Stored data
....
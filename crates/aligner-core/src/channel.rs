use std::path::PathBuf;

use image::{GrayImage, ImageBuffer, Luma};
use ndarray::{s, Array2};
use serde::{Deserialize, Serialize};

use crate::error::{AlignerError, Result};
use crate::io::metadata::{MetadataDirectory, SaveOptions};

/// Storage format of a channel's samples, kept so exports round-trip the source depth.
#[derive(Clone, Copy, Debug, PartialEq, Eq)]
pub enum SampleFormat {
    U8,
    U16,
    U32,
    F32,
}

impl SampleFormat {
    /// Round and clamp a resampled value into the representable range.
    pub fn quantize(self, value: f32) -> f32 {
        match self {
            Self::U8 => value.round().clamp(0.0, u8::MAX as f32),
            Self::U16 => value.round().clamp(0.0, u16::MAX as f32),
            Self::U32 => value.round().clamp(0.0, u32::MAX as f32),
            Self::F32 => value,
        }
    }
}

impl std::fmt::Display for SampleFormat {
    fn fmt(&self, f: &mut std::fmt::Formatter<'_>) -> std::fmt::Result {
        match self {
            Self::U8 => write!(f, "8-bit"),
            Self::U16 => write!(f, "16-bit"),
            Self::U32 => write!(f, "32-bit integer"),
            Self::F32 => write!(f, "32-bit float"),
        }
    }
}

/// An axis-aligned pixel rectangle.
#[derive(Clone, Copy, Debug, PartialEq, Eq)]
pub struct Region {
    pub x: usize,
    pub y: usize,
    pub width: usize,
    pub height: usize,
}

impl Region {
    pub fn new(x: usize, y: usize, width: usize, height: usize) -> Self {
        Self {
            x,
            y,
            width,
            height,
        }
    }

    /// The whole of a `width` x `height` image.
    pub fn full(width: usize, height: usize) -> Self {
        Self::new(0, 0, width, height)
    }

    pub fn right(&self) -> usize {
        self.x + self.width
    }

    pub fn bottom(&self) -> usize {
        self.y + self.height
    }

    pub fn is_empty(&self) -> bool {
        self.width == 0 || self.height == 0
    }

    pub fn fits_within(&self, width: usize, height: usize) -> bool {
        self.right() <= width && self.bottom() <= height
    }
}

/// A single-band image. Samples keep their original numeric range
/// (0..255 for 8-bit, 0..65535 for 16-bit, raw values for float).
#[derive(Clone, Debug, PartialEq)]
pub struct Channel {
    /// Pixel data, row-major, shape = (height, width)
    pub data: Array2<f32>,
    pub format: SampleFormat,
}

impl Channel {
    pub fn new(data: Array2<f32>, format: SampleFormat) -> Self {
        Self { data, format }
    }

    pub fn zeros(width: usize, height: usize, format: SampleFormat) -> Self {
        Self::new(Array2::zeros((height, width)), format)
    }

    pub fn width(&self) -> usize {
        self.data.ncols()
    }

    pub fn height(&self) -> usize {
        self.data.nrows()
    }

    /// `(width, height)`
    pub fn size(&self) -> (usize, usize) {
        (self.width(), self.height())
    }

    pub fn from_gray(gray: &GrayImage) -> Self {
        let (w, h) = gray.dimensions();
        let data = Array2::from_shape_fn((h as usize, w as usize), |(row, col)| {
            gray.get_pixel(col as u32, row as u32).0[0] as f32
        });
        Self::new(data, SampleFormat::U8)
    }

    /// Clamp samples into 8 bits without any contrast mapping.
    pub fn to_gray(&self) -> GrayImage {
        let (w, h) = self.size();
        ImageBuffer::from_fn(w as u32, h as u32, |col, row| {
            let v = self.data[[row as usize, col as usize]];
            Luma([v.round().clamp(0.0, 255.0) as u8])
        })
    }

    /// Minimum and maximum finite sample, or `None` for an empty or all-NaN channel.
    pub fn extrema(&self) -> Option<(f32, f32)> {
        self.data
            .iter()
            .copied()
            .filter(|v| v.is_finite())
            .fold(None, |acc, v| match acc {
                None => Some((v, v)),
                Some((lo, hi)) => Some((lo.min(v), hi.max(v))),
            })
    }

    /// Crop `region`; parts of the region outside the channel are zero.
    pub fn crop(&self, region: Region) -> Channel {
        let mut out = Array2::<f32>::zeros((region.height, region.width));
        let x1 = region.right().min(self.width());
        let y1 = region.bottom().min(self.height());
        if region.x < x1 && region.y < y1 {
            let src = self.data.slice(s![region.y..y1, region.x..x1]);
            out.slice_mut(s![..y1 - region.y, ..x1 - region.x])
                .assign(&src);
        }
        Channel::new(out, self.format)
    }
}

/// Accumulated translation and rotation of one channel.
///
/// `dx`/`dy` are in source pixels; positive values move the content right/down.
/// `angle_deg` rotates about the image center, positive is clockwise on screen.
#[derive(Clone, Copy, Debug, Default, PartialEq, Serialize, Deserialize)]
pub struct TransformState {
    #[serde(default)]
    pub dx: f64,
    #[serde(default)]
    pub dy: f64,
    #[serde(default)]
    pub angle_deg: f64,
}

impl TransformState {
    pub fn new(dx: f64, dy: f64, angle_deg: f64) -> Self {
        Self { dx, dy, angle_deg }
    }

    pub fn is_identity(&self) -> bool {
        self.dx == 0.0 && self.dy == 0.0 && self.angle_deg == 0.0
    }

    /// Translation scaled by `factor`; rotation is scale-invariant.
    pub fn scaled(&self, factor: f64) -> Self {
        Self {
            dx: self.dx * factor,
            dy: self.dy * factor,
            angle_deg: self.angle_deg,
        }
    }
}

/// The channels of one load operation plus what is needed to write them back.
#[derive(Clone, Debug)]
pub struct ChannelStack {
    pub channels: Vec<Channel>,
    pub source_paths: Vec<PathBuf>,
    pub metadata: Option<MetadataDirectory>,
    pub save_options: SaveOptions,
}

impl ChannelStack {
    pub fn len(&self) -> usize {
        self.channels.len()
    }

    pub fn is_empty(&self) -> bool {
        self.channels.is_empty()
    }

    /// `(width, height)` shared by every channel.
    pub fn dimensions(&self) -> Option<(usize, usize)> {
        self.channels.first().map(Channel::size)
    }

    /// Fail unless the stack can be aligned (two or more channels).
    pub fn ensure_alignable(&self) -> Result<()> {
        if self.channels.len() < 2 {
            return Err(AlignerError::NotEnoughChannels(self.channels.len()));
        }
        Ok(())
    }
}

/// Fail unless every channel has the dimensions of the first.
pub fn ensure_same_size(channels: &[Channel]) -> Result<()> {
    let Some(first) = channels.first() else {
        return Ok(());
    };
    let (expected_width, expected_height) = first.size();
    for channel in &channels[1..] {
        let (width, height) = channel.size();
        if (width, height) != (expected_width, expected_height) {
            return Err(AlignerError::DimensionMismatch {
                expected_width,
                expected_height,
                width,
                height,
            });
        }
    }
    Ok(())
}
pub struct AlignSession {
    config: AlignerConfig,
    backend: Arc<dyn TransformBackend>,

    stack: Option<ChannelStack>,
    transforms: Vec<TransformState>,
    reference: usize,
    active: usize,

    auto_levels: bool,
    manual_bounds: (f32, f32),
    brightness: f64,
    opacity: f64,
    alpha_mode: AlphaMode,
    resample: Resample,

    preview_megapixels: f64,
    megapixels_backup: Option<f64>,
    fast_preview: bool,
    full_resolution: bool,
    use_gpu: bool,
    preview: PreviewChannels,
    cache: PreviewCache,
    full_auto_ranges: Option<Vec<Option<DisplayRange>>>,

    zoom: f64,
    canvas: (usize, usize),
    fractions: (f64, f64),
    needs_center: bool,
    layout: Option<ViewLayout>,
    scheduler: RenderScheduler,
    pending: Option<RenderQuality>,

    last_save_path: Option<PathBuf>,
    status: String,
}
....
Problem – Type out the entries once more, precisely.

Solution –
filename crates/aligner-core/src/channel.rs
use std::path::PathBuf;

use image::{GrayImage, ImageBuffer, Luma};
use ndarray::{s, Array2};
use serde::{Deserialize, Serialize};

use crate::error::{AlignerError, Result};
use crate::io::metadata::{MetadataDirectory, SaveOptions};

/// Storage format of a channel's samples, kept so exports round-trip the source depth.
#[derive(Clone, Copy, Debug, PartialEq, Eq)]
pub enum SampleFormat {
    U8,
    U16,
    U32,
    F32,
}

impl SampleFormat {
    /// Round and clamp a resampled value into the representable range.
    pub fn quantize(self, value: f32) -> f32 {
        match self {
            Self::U8 => value.round().clamp(0.0, u8::MAX as f32),
            Self::U16 => value.round().clamp(0.0, u16::MAX as f32),
            Self::U32 => value.round().clamp(0.0, u32::MAX as f32),
            Self::F32 => value,
        }
    }
}

impl std::fmt::Display for SampleFormat {
    fn fmt(&self, f: &mut std::fmt::Formatter<'_>) -> std::fmt::Result {
        match self {
            Self::U8 => write!(f, "8-bit"),
            Self::U16 => write!(f, "16-bit"),
            Self::U32 => write!(f, "32-bit integer"),
            Self::F32 => write!(f, "32-bit float"),
        }
    }
}

/// An axis-aligned pixel rectangle.
#[derive(Clone, Copy, Debug, PartialEq, Eq)]
pub struct Region {
    pub x: usize,
    pub y: usize,
    pub width: usize,
    pub height: usize,
}

impl Region {
    pub fn new(x: usize, y: usize, width: usize, height: usize) -> Self {
        Self {
            x,
            y,
            width,
            height,
        }
    }

    /// The whole of a `width` x `height` image.
    pub fn full(width: usize, height: usize) -> Self {
        Self::new(0, 0, width, height)
    }

    pub fn right(&self) -> usize {
        self.x + self.width
    }

    pub fn bottom(&self) -> usize {
        self.y + self.height
    }

    pub fn is_empty(&self) -> bool {
        self.width == 0 || self.height == 0
    }

    pub fn fits_within(&self, width: usize, height: usize) -> bool {
        self.right() <= width && self.bottom() <= height
    }
}

/// A single-band image. Samples keep their original numeric range
/// (0..255 for 8-bit, 0..65535 for 16-bit, raw values for float).
#[derive(Clone, Debug, PartialEq)]
pub struct Channel {
    /// Pixel data, row-major, shape = (height, width)
    pub data: Array2<f32>,
    pub format: SampleFormat,
}

impl Channel {
    pub fn new(data: Array2<f32>, format: SampleFormat) -> Self {
        Self { data, format }
    }

    pub fn zeros(width: usize, height: usize, format: SampleFormat) -> Self {
        Self::new(Array2::zeros((height, width)), format)
    }

    pub fn width(&self) -> usize {
        self.data.ncols()
    }

    pub fn height(&self) -> usize {
        self.data.nrows()
    }

    /// `(width, height)`
    pub fn size(&self) -> (usize, usize) {
        (self.width(), self.height())
    }

    pub fn from_gray(gray: &GrayImage) -> Self {
        let (w, h) = gray.dimensions();
        let data = Array2::from_shape_fn((h as usize, w as usize), |(row, col)| {
            gray.get_pixel(col as u32, row as u32).0[0] as f32
        });
        Self::new(data, SampleFormat::U8)
    }

    /// Clamp samples into 8 bits without any contrast mapping.
    pub fn to_gray(&self) -> GrayImage {
        let (w, h) = self.size();
        ImageBuffer::from_fn(w as u32, h as u32, |col, row| {
            let v = self.data[[row as usize, col as usize]];
            Luma([v.round().clamp(0.0, 255.0) as u8])
        })
    }

    /// Minimum and maximum finite sample, or `None` for an empty or all-NaN channel.
    pub fn extrema(&self) -> Option<(f32, f32)> {
        self.data
            .iter()
            .copied()
            .filter(|v| v.is_finite())
            .fold(None, |acc, v| match acc {
                None => Some((v, v)),
                Some((lo, hi)) => Some((lo.min(v), hi.max(v))),
            })
    }

    /// Crop `region`; parts of the region outside the channel are zero.
    pub fn crop(&self, region: Region) -> Channel {
        let mut out = Array2::<f32>::zeros((region.height, region.width));
        let x1 = region.right().min(self.width());
        let y1 = region.bottom().min(self.height());
        if region.x < x1 && region.y < y1 {
            let src = self.data.slice(s![region.y..y1, region.x..x1]);
            out.slice_mut(s![..y1 - region.y, ..x1 - region.x])
                .assign(&src);
        }
        Channel::new(out, self.format)
    }
}

/// Accumulated translation and rotation of one channel.
///
/// `dx`/`dy` are in source pixels; positive values move the content right/down.
/// `angle_deg` rotates about the image center, positive is clockwise on screen.
#[derive(Clone, Copy, Debug, Default, PartialEq, Serialize, Deserialize)]
pub struct TransformState {
    #[serde(default)]
    pub dx: f64,
    #[serde(default)]
    pub dy: f64,
    #[serde(default)]
    pub angle_deg: f64,
}

impl TransformState {
    pub fn new(dx: f64, dy: f64, angle_deg: f64) -> Self {
        Self { dx, dy, angle_deg }
    }

    pub fn is_identity(&self) -> bool {
        self.dx == 0.0 && self.dy == 0.0 && self.angle_deg == 0.0
    }

    /// Translation scaled by `factor`; rotation is scale-invariant.
    pub fn scaled(&self, factor: f64) -> Self {
        Self {
            dx: self.dx * factor,
            dy: self.dy * factor,
            angle_deg: self.angle_deg,
        }
    }
}

/// The channels of one load operation plus what is needed to write them back.
#[derive(Clone, Debug)]
pub struct ChannelStack {
    pub channels: Vec<Channel>,
    pub source_paths: Vec<PathBuf>,
    pub metadata: Option<MetadataDirectory>,
    pub save_options: SaveOptions,
}

impl ChannelStack {
    pub fn len(&self) -> usize {
        self.channels.len()
    }

    pub fn is_empty(&self) -> bool {
        self.channels.is_empty()
    }

    /// `(width, height)` shared by every channel.
    pub fn dimensions(&self) -> Option<(usize, usize)> {
        self.channels.first().map(Channel::size)
    }

    /// Fail unless the stack can be aligned (two or more channels).
    pub fn ensure_alignable(&self) -> Result<()> {
        if self.channels.len() < 2 {
            return Err(AlignerError::NotEnoughChannels(self.channels.len()));
        }
        Ok(())
    }
}

/// Fail unless every channel has the dimensions of the first.
pub fn ensure_same_size(channels: &[Channel]) -> Result<()> {
    let Some(first) = channels.first() else {
        return Ok(());
    };
    let (expected_width, expected_height) = first.size();
    for channel in &channels[1..] {
        let (width, height) = channel.size();
        if (width, height) != (expected_width, expected_height) {
            return Err(AlignerError::DimensionMismatch {
                expected_width,
                expected_height,
                width,
                height,
            });
        }
    }
    Ok(())
}
pub struct AlignSession {
    config: AlignerConfig,
    backend: Arc<dyn TransformBackend>,

    stack: Option<ChannelStack>,
    transforms: Vec<TransformState>,
    reference: usize,
    active: usize,

    auto_levels: bool,
    manual_bounds: (f32, f32),
    brightness: f64,
    opacity: f64,
    alpha_mode: AlphaMode,
    resample: Resample,

    preview_megapixels: f64,
    megapixels_backup: Option<f64>,
    fast_preview: bool,
    full_resolution: bool,
    use_gpu: bool,
    preview: PreviewChannels,
    cache: PreviewCache,
    full_auto_ranges: Option<Vec<Option<DisplayRange>>>,

    zoom: f64,
    canvas: (usize, usize),
    fractions: (f64, f64),
    needs_center: bool,
    layout: Option<ViewLayout>,
    scheduler: RenderScheduler,
    pending: Option<RenderQuality>,

    last_save_path: Option<PathBuf>,
    status: String,
}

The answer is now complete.